Christian: Yes, absolutely. When I talk about the darkness of depression, or the real terror that goes along with thinking about committing suicide, or that compulsion of wanting to go to the bar or the liquor store, people know that I know exactly where they’re been. When we sit in a room together with our residents and they know I really get it, they start to open up and get honest with themselves, which is an important part of healing.
Amanda: When you’re an addict, you can feel so alone. There is shame and guilt associated it with. You can feel you’re an awful person. It can be hard to talk about it. If I share a little bit of my own story, it opens the door for them to say, ‘You get it. Let me tell you about me.’ I can bring that back to the treatment team, so that the therapist can have a more strategic game plan on how to reach that person. We are adjuncts to the clinical team.

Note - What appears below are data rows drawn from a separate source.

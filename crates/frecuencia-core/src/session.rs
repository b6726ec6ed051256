//! Session Lifecycle
//!
//! Session kinds, their durations, and the controller that plays a mood
//! track for the length of a session.

use std::sync::{Arc, Mutex, PoisonError};
use std::time::Duration;

use serde::{Deserialize, Serialize};
use tokio::task::JoinHandle;

use crate::error::{CoreError, Result};
use crate::message::{ChatLog, LogEntry};
use crate::mood::{Mood, SessionTier};
use crate::tones::clamp_volume;

/// Free preview length
pub const FREE_SESSION: Duration = Duration::from_secs(8);

/// Paid session length, also the lifetime of a paid session record
pub const PAID_SESSION: Duration = Duration::from_secs(20 * 60);

/// Kind of session the user starts
#[derive(Clone, Copy, Debug, PartialEq, Eq, Hash, Serialize, Deserialize)]
#[serde(rename_all = "snake_case")]
pub enum SessionKind {
    Free,
    Full,
    Vip,
}

impl SessionKind {
    pub const fn as_str(&self) -> &'static str {
        match self {
            Self::Free => "free",
            Self::Full => "full",
            Self::Vip => "vip",
        }
    }

    pub fn parse(s: &str) -> Option<Self> {
        match s.trim().to_lowercase().as_str() {
            "free" => Some(Self::Free),
            "full" | "full_session" => Some(Self::Full),
            "vip" => Some(Self::Vip),
            _ => None,
        }
    }

    pub const fn duration(&self) -> Duration {
        match self {
            Self::Free => FREE_SESSION,
            Self::Full | Self::Vip => PAID_SESSION,
        }
    }

    /// Lifetime as a chrono duration, for record expiry arithmetic
    pub fn ttl(&self) -> chrono::Duration {
        chrono::Duration::from_std(self.duration()).unwrap_or_else(|_| chrono::Duration::zero())
    }

    pub const fn tier(&self) -> SessionTier {
        match self {
            Self::Free => SessionTier::Free,
            Self::Full | Self::Vip => SessionTier::Vip,
        }
    }
}

impl std::fmt::Display for SessionKind {
    fn fmt(&self, f: &mut std::fmt::Formatter<'_>) -> std::fmt::Result {
        f.write_str(self.as_str())
    }
}

/// Output device for session audio
pub trait AudioSink: Send + Sync {
    /// Start playing `src` at `volume` (0.0..=1.0)
    fn play(&self, src: &str, volume: f32) -> Result<()>;

    /// Stop playback
    fn pause(&self);

    /// Change volume of the current track
    fn set_volume(&self, _volume: f32) {}
}

/// What the controller started
#[derive(Clone, Debug, PartialEq, Eq)]
pub struct SessionPlan {
    pub kind: SessionKind,
    pub mood: Mood,
    pub src: String,
    pub duration: Duration,
}

/// Drives an [`AudioSink`] for one session at a time.
///
/// At most one end-of-session timer is pending. Starting a new session or
/// stopping aborts it, so a stale timer never cuts the next session short.
pub struct SessionController<A: AudioSink + 'static> {
    sink: Arc<A>,
    log: Arc<Mutex<ChatLog>>,
    mood: Mood,
    volume: f32,
    timer: Option<JoinHandle<()>>,
}

impl<A: AudioSink + 'static> SessionController<A> {
    pub fn new(sink: Arc<A>) -> Self {
        let mut log = ChatLog::new();
        log.system(
            "Bienvenido a Frecuencia Central. Selecciona tu estado de ánimo y ajusta la intensidad para comenzar.",
        );
        log.system("Puedes probar una sesión gratuita de 8 segundos antes de decidir.");

        Self {
            sink,
            log: Arc::new(Mutex::new(log)),
            mood: Mood::Neutral,
            volume: 0.5,
            timer: None,
        }
    }

    pub const fn mood(&self) -> Mood {
        self.mood
    }

    pub fn select_mood(&mut self, mood: Mood) {
        self.mood = mood;
        self.push_system(format!(
            "Has seleccionado: {mood}. Ahora puedes iniciar tu sesión."
        ));
    }

    pub fn set_volume(&mut self, volume: f32) {
        self.volume = clamp_volume(volume);
        self.sink.set_volume(self.volume);
    }

    /// Whether a session timer is still pending
    pub fn is_running(&self) -> bool {
        self.timer.as_ref().is_some_and(|t| !t.is_finished())
    }

    /// Start a session of `kind` for the selected mood.
    ///
    /// Must be called inside a tokio runtime.
    pub fn start(&mut self, kind: SessionKind) -> Result<SessionPlan> {
        self.cancel_timer();

        let src = self.mood.audio_url(kind.tier());
        let duration = kind.duration();

        if let Err(e) = self.sink.play(&src, self.volume) {
            self.push_error(e.to_string());
            return Err(e);
        }

        self.push_system(format!(
            "Reproduciendo sesión {kind} para {} ({}s)",
            self.mood,
            duration.as_secs()
        ));
        tracing::debug!(kind = %kind, mood = %self.mood, "Session started");

        let sink = Arc::clone(&self.sink);
        let log = Arc::clone(&self.log);
        self.timer = Some(tokio::spawn(async move {
            tokio::time::sleep(duration).await;
            sink.pause();
            log.lock()
                .unwrap_or_else(PoisonError::into_inner)
                .system("Sesión finalizada.");
        }));

        Ok(SessionPlan {
            kind,
            mood: self.mood,
            src,
            duration,
        })
    }

    /// Stop the current session early
    pub fn stop(&mut self) -> Result<()> {
        if !self.is_running() {
            return Err(CoreError::InvalidInput("no session is running".into()));
        }
        self.cancel_timer();
        self.sink.pause();
        self.push_system("Sesión detenida.");
        Ok(())
    }

    /// Record a user line and the assistant's answer (or the failure)
    pub fn record_exchange(&self, prompt: &str, outcome: std::result::Result<&str, &CoreError>) {
        let mut log = self.log.lock().unwrap_or_else(PoisonError::into_inner);
        log.user(prompt);
        match outcome {
            Ok(text) => log.assistant(text),
            Err(e) => log.error(e.user_message()),
        }
    }

    /// Snapshot of the log
    pub fn log(&self) -> Vec<LogEntry> {
        self.log
            .lock()
            .unwrap_or_else(PoisonError::into_inner)
            .entries()
            .to_vec()
    }

    fn cancel_timer(&mut self) {
        if let Some(timer) = self.timer.take() {
            timer.abort();
        }
    }

    fn push_system(&self, text: impl Into<String>) {
        self.log
            .lock()
            .unwrap_or_else(PoisonError::into_inner)
            .system(text);
    }

    fn push_error(&self, text: impl Into<String>) {
        self.log
            .lock()
            .unwrap_or_else(PoisonError::into_inner)
            .error(text);
    }
}

impl<A: AudioSink + 'static> Drop for SessionController<A> {
    fn drop(&mut self) {
        self.cancel_timer();
    }
}
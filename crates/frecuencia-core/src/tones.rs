//! Solfeggio Tones
//!
//! Frequencies with a pre-recorded sample. Anything else is synthesised on
//! the client.

/// Frequencies (Hz) shipped as recorded samples
pub const SAMPLED_FREQUENCIES: [u32; 8] = [396, 417, 432, 528, 639, 741, 852, 963];

/// Default tone when the client does not pick one
pub const DEFAULT_FREQUENCY: u32 = 432;

/// Path of the recorded sample for `freq`, if there is one
pub fn sample_for(freq: u32) -> Option<String> {
    SAMPLED_FREQUENCIES
        .contains(&freq)
        .then(|| format!("audio/{freq}hz.mp3"))
}

/// Clamp a client volume (0.0..=1.0)
pub fn clamp_volume(volume: f32) -> f32 {
    volume.clamp(0.0, 1.0)
}

#[cfg(test)]
mod tests {
    use super::*;

    #[test]
    fn test_sampled_frequency() {
        assert_eq!(sample_for(528).as_deref(), Some("audio/528hz.mp3"));
        assert_eq!(sample_for(DEFAULT_FREQUENCY).as_deref(), Some("audio/432hz.mp3"));
    }

    #[test]
    fn test_unsampled_frequency() {
        assert!(sample_for(440).is_none());
    }

    #[test]
    fn test_volume_clamp() {
        assert!((clamp_volume(1.7) - 1.0).abs() < f32::EPSILON);
        assert!(clamp_volume(-0.2).abs() < f32::EPSILON);
    }
}
//! Error Types

use thiserror::Error;

/// Result type alias for core operations
pub type Result<T> = std::result::Result<T, CoreError>;

/// Core error types
#[derive(Error, Debug)]
pub enum CoreError {
    /// Assistant provider (text generation or speech) failed
    #[error("Provider error: {0}")]
    Provider(String),

    /// Provider not configured or not responding
    #[error("Provider unavailable: {0}")]
    ProviderUnavailable(String),

    /// Audio playback failed
    #[error("Playback error: {0}")]
    Playback(String),

    /// Free trial refused for this identifier
    #[error("Trial already active for {0}")]
    TrialActive(String),

    /// Too many trials running at once
    #[error("Trial capacity reached ({0} running)")]
    TrialCapacity(usize),

    /// Invalid user input
    #[error("Invalid input: {0}")]
    InvalidInput(String),

    /// Configuration error
    #[error("Configuration error: {0}")]
    Config(String),

    /// Generic IO error
    #[error("IO error: {0}")]
    Io(#[from] std::io::Error),

}

impl CoreError {
    /// Check if error is retryable
    pub const fn is_retryable(&self) -> bool {
        matches!(
            self,
            Self::ProviderUnavailable(_) | Self::TrialCapacity(_) | Self::Io(_)
        )
    }

    /// Convert to a user-friendly message
    pub fn user_message(&self) -> String {
        match self {
            Self::Provider(_) => "The assistant could not generate a response.".into(),
            Self::ProviderUnavailable(_) => {
                "The assistant is currently unavailable. Please try again.".into()
            }
            Self::Playback(_) => "The audio could not be played.".into(),
            Self::TrialActive(_) => {
                "You already have a free session running. Wait for it to finish.".into()
            }
            Self::TrialCapacity(_) => "Too many free sessions right now. Try again shortly.".into(),
            Self::InvalidInput(msg) => format!("Invalid input: {msg}"),
            _ => "An unexpected error occurred.".into(),
        }
    }
}
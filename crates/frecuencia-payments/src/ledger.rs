//! Session Ledger
//!
//! Every record produced by a completed checkout, kept in one document that
//! the stores load and persist as a whole.

use std::collections::BTreeMap;

use chrono::{DateTime, NaiveDate, Utc};
use serde::{Deserialize, Serialize};

use frecuencia_core::{Mood, SessionKind, Voice};

fn new_record_id() -> String {
    uuid::Uuid::new_v4().to_string()
}

/// Fresh VIP correlation reference
pub fn generate_reference() -> String {
    let id = uuid::Uuid::new_v4().simple().to_string();
    format!("vip_{}", &id[..12])
}

/// Longest client-supplied reference accepted
pub const MAX_REFERENCE_LEN: usize = 64;

/// Whether `reference` is safe to carry in metadata and redirect URLs:
/// 1 to 64 ASCII letters, digits, `_` or `-`.
pub fn is_valid_reference(reference: &str) -> bool {
    (1..=MAX_REFERENCE_LEN).contains(&reference.len())
        && reference
            .bytes()
            .all(|b| b.is_ascii_alphanumeric() || b == b'_' || b == b'-')
}

/// Paid full session. Immutable once recorded.
#[derive(Clone, Debug, PartialEq, Eq, Serialize, Deserialize)]
#[serde(rename_all = "camelCase")]
pub struct SessionRecord {
    pub id: String,
    #[serde(rename = "type")]
    pub record_type: String,
    pub amount: i64,
    pub currency: String,
    pub paid: bool,
    pub stripe_session_id: String,
    #[serde(with = "chrono::serde::ts_milliseconds")]
    pub created: DateTime<Utc>,
    pub mood: Mood,
    pub voice: Voice,
    pub session_type: SessionKind,
    #[serde(with = "chrono::serde::ts_milliseconds")]
    pub expires_at: DateTime<Utc>,
}

impl SessionRecord {
    /// Paid session created at `created`, expiring one session length later
    pub fn paid(
        amount: i64,
        currency: impl Into<String>,
        stripe_session_id: impl Into<String>,
        mood: Mood,
        voice: Voice,
        session_type: SessionKind,
        created: DateTime<Utc>,
    ) -> Self {
        Self {
            id: new_record_id(),
            record_type: "full_session".into(),
            amount,
            currency: currency.into(),
            paid: true,
            stripe_session_id: stripe_session_id.into(),
            created,
            mood,
            voice,
            session_type,
            expires_at: created + SessionKind::Full.ttl(),
        }
    }

    pub fn is_active(&self, now: DateTime<Utc>) -> bool {
        self.paid && now < self.expires_at
    }
}

/// VIP flow phase
#[derive(Clone, Copy, Debug, PartialEq, Eq, Serialize, Deserialize)]
#[serde(rename_all = "snake_case")]
pub enum VipPhase {
    InitialPaid,
    Complete,
}

/// Two-phase VIP purchase, correlated by `reference`
#[derive(Clone, Debug, PartialEq, Eq, Serialize, Deserialize)]
#[serde(rename_all = "camelCase")]
pub struct VipRecord {
    pub id: String,
    pub phase: VipPhase,
    pub paid_amount: i64,
    #[serde(rename = "ref")]
    pub reference: String,
    pub stripe_session_id: String,
    #[serde(default, skip_serializing_if = "Option::is_none")]
    pub completion_session_id: Option<String>,
    #[serde(with = "chrono::serde::ts_milliseconds")]
    pub created: DateTime<Utc>,
    pub complete: bool,
    pub voice: Voice,
    #[serde(
        default,
        with = "chrono::serde::ts_milliseconds_option",
        skip_serializing_if = "Option::is_none"
    )]
    pub completed_at: Option<DateTime<Utc>>,
}

impl VipRecord {
    pub fn initial(
        reference: impl Into<String>,
        amount: i64,
        stripe_session_id: impl Into<String>,
        voice: Voice,
        created: DateTime<Utc>,
    ) -> Self {
        Self {
            id: new_record_id(),
            phase: VipPhase::InitialPaid,
            paid_amount: amount,
            reference: reference.into(),
            stripe_session_id: stripe_session_id.into(),
            completion_session_id: None,
            created,
            complete: false,
            voice,
            completed_at: None,
        }
    }

    /// Merge the completion payment into this record
    fn merge_completion(&mut self, amount: i64, stripe_session_id: &str, now: DateTime<Utc>) {
        self.paid_amount += amount;
        self.phase = VipPhase::Complete;
        self.complete = true;
        self.completion_session_id = Some(stripe_session_id.to_string());
        self.completed_at = Some(now);
    }
}

/// Append-only donation
#[derive(Clone, Debug, PartialEq, Eq, Serialize, Deserialize)]
#[serde(rename_all = "camelCase")]
pub struct DonationRecord {
    pub id: String,
    pub amount: i64,
    pub currency: String,
    pub donor: String,
    pub stripe_session_id: String,
    #[serde(with = "chrono::serde::ts_milliseconds")]
    pub created: DateTime<Utc>,
}

impl DonationRecord {
    pub fn new(
        amount: i64,
        currency: impl Into<String>,
        donor: impl Into<String>,
        stripe_session_id: impl Into<String>,
        created: DateTime<Utc>,
    ) -> Self {
        Self {
            id: new_record_id(),
            amount,
            currency: currency.into(),
            donor: donor.into(),
            stripe_session_id: stripe_session_id.into(),
            created,
        }
    }
}

/// Payment that fits no other list: unknown action types and VIP
/// completions with no unambiguous pending record
#[derive(Clone, Debug, PartialEq, Eq, Serialize, Deserialize)]
#[serde(rename_all = "camelCase")]
pub struct OtherPayment {
    pub id: String,
    pub action_type: String,
    pub amount: i64,
    pub currency: String,
    pub stripe_session_id: String,
    #[serde(default, rename = "ref", skip_serializing_if = "Option::is_none")]
    pub reference: Option<String>,
    #[serde(with = "chrono::serde::ts_milliseconds")]
    pub created: DateTime<Utc>,
}

impl OtherPayment {
    pub fn new(
        action_type: impl Into<String>,
        amount: i64,
        currency: impl Into<String>,
        stripe_session_id: impl Into<String>,
        reference: Option<String>,
        created: DateTime<Utc>,
    ) -> Self {
        Self {
            id: new_record_id(),
            action_type: action_type.into(),
            amount,
            currency: currency.into(),
            stripe_session_id: stripe_session_id.into(),
            reference,
            created,
        }
    }
}

/// Whole persisted state
#[derive(Clone, Debug, Default, PartialEq, Eq, Serialize, Deserialize)]
#[serde(default, rename_all = "camelCase")]
pub struct Ledger {
    pub sessions: Vec<SessionRecord>,
    pub vip_sessions: Vec<VipRecord>,
    pub donations: Vec<DonationRecord>,
    pub other_payments: Vec<OtherPayment>,
    /// `"<date>:<userKey>"` → completed checkouts that day
    pub daily_limits: BTreeMap<String, u32>,
}

impl Ledger {
    /// Number of top-level records across all lists
    pub fn record_count(&self) -> usize {
        self.sessions.len() + self.vip_sessions.len() + self.donations.len() + self.other_payments.len()
    }

    /// Whether a checkout session has already been applied
    pub fn contains_checkout(&self, stripe_session_id: &str) -> bool {
        self.sessions.iter().any(|s| s.stripe_session_id == stripe_session_id)
            || self.vip_sessions.iter().any(|v| {
                v.stripe_session_id == stripe_session_id
                    || v.completion_session_id.as_deref() == Some(stripe_session_id)
            })
            || self.donations.iter().any(|d| d.stripe_session_id == stripe_session_id)
            || self.other_payments.iter().any(|o| o.stripe_session_id == stripe_session_id)
    }

    pub fn find_session(&self, id: &str) -> Option<&SessionRecord> {
        self.sessions.iter().find(|s| s.id == id || s.stripe_session_id == id)
    }

    pub fn find_vip(&self, reference: &str) -> Option<&VipRecord> {
        self.vip_sessions.iter().find(|v| v.reference == reference)
    }

    /// VIP records still waiting for their completion payment
    pub fn pending_vip_count(&self) -> usize {
        self.vip_sessions.iter().filter(|v| !v.complete).count()
    }

    /// Merge a completion payment into the matching pending VIP record.
    ///
    /// With a reference, only a pending record carrying that reference
    /// matches. Without one, the single pending record matches; zero or
    /// several pending records is ambiguous and nothing is merged.
    pub fn complete_vip(
        &mut self,
        reference: Option<&str>,
        amount: i64,
        stripe_session_id: &str,
        now: DateTime<Utc>,
    ) -> Option<VipRecord> {
        let index = match reference {
            Some(reference) => self
                .vip_sessions
                .iter()
                .position(|v| !v.complete && v.reference == reference),
            None => {
                let mut pending = self
                    .vip_sessions
                    .iter()
                    .enumerate()
                    .filter(|(_, v)| !v.complete)
                    .map(|(i, _)| i);
                match (pending.next(), pending.next()) {
                    (Some(only), None) => Some(only),
                    _ => None,
                }
            }
        }?;

        let record = &mut self.vip_sessions[index];
        record.merge_completion(amount, stripe_session_id, now);
        Some(record.clone())
    }

    pub fn daily_count(&self, date: NaiveDate, user_key: &str) -> u32 {
        self.daily_limits
            .get(&daily_key(date, user_key))
            .copied()
            .unwrap_or(0)
    }

    /// Count one more completed checkout for `user_key` on `date`.
    ///
    /// Counters for days before `date` are dropped.
    pub fn increment_daily(&mut self, date: NaiveDate, user_key: &str) -> u32 {
        let day = date.format("%Y-%m-%d").to_string();
        self.daily_limits
            .retain(|key, _| key.split(':').next().is_some_and(|d| d >= day.as_str()));

        let count = self.daily_limits.entry(daily_key(date, user_key)).or_insert(0);
        *count += 1;
        *count
    }
}

fn daily_key(date: NaiveDate, user_key: &str) -> String {
    format!("{}:{}", date.format("%Y-%m-%d"), user_key.trim().to_lowercase())
}

#[cfg(test)]
mod tests {
    use super::*;

    fn vip(reference: &str, session: &str) -> VipRecord {
        VipRecord::initial(reference, 2000, session, Voice::Miguel, Utc::now())
    }

    #[test]
    fn test_session_expiry() {
        let created = Utc::now();
        let record = SessionRecord::paid(
            5000,
            "eur",
            "cs_1",
            Mood::Calm,
            Voice::Maria,
            SessionKind::Full,
            created,
        );

        assert_eq!((record.expires_at - created).num_milliseconds(), 1_200_000);
        assert!(record.is_active(created + chrono::Duration::minutes(19)));
        assert!(!record.is_active(created + chrono::Duration::minutes(20)));
    }

    #[test]
    fn test_complete_vip_by_reference() {
        let mut ledger = Ledger::default();
        ledger.vip_sessions.push(vip("a", "cs_a"));
        ledger.vip_sessions.push(vip("b", "cs_b"));

        let merged = ledger.complete_vip(Some("a"), 3000, "cs_a2", Utc::now()).unwrap();
        assert_eq!(merged.paid_amount, 5000);
        assert_eq!(merged.phase, VipPhase::Complete);
        assert_eq!(ledger.pending_vip_count(), 1);

        // Already complete
        assert!(ledger.complete_vip(Some("a"), 3000, "cs_a3", Utc::now()).is_none());
    }

    #[test]
    fn test_complete_vip_without_reference_requires_single_pending() {
        let mut ledger = Ledger::default();
        ledger.vip_sessions.push(vip("a", "cs_a"));
        ledger.vip_sessions.push(vip("b", "cs_b"));
        assert!(ledger.complete_vip(None, 3000, "cs_x", Utc::now()).is_none());

        let mut ledger = Ledger::default();
        ledger.vip_sessions.push(vip("a", "cs_a"));
        let merged = ledger.complete_vip(None, 3000, "cs_x", Utc::now()).unwrap();
        assert_eq!(merged.reference, "a");
    }

    #[test]
    fn test_daily_counter_is_case_insensitive() {
        let mut ledger = Ledger::default();
        let today = Utc::now().date_naive();

        assert_eq!(ledger.increment_daily(today, "Ana@Example.com"), 1);
        assert_eq!(ledger.increment_daily(today, "ana@example.com"), 2);
        assert_eq!(ledger.daily_count(today, "ANA@example.com"), 2);
        assert_eq!(ledger.daily_count(today.succ_opt().unwrap(), "ana@example.com"), 0);
    }

    #[test]
    fn test_daily_counter_drops_past_days() {
        let mut ledger = Ledger::default();
        let today = Utc::now().date_naive();
        let yesterday = today.pred_opt().unwrap();

        ledger.increment_daily(yesterday, "ana@example.com");
        ledger.increment_daily(yesterday, "luis@example.com");
        assert_eq!(ledger.daily_limits.len(), 2);

        ledger.increment_daily(today, "ana@example.com");
        assert_eq!(ledger.daily_limits.len(), 1);
        assert_eq!(ledger.daily_count(yesterday, "ana@example.com"), 0);
        assert_eq!(ledger.daily_count(today, "ana@example.com"), 1);
    }

    #[test]
    fn test_reference_validation() {
        assert!(is_valid_reference("vip_0a1b2c3d4e5f"));
        assert!(is_valid_reference(&generate_reference()));
        assert!(is_valid_reference("Order-42"));
        assert!(!is_valid_reference(""));
        assert!(!is_valid_reference("a b&x=1#f"));
        assert!(!is_valid_reference("ref/../x"));
        assert!(!is_valid_reference(&"a".repeat(MAX_REFERENCE_LEN + 1)));
    }

    #[test]
    fn test_ledger_json_shape() {
        let mut ledger = Ledger::default();
        ledger.vip_sessions.push(vip("ref_1", "cs_1"));

        let json = serde_json::to_value(&ledger).unwrap();
        assert_eq!(json["vipSessions"][0]["ref"], "ref_1");
        assert_eq!(json["vipSessions"][0]["phase"], "initial_paid");
        assert!(json["dailyLimits"].is_object());

        let empty: Ledger = serde_json::from_str("{}").unwrap();
        assert_eq!(empty.record_count(), 0);
    }
}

Q. What do you find most rewarding about the job?
Christian: My favorite thing is watching that light show back up in their eyes and that first smile.
Amanda: I love it when they start to realize they don’t have to live in the chaos, there is a better way. In addiction, you get comfortable with the chaos. It’s the devil you know. Change and growth is difficult for anybody. But when they get involved in their own recovery, it’s like, yeah! The angels start singing and the shaft of lights comes down and it’s absolutely amazing. When I see that spark, that’s what drives me.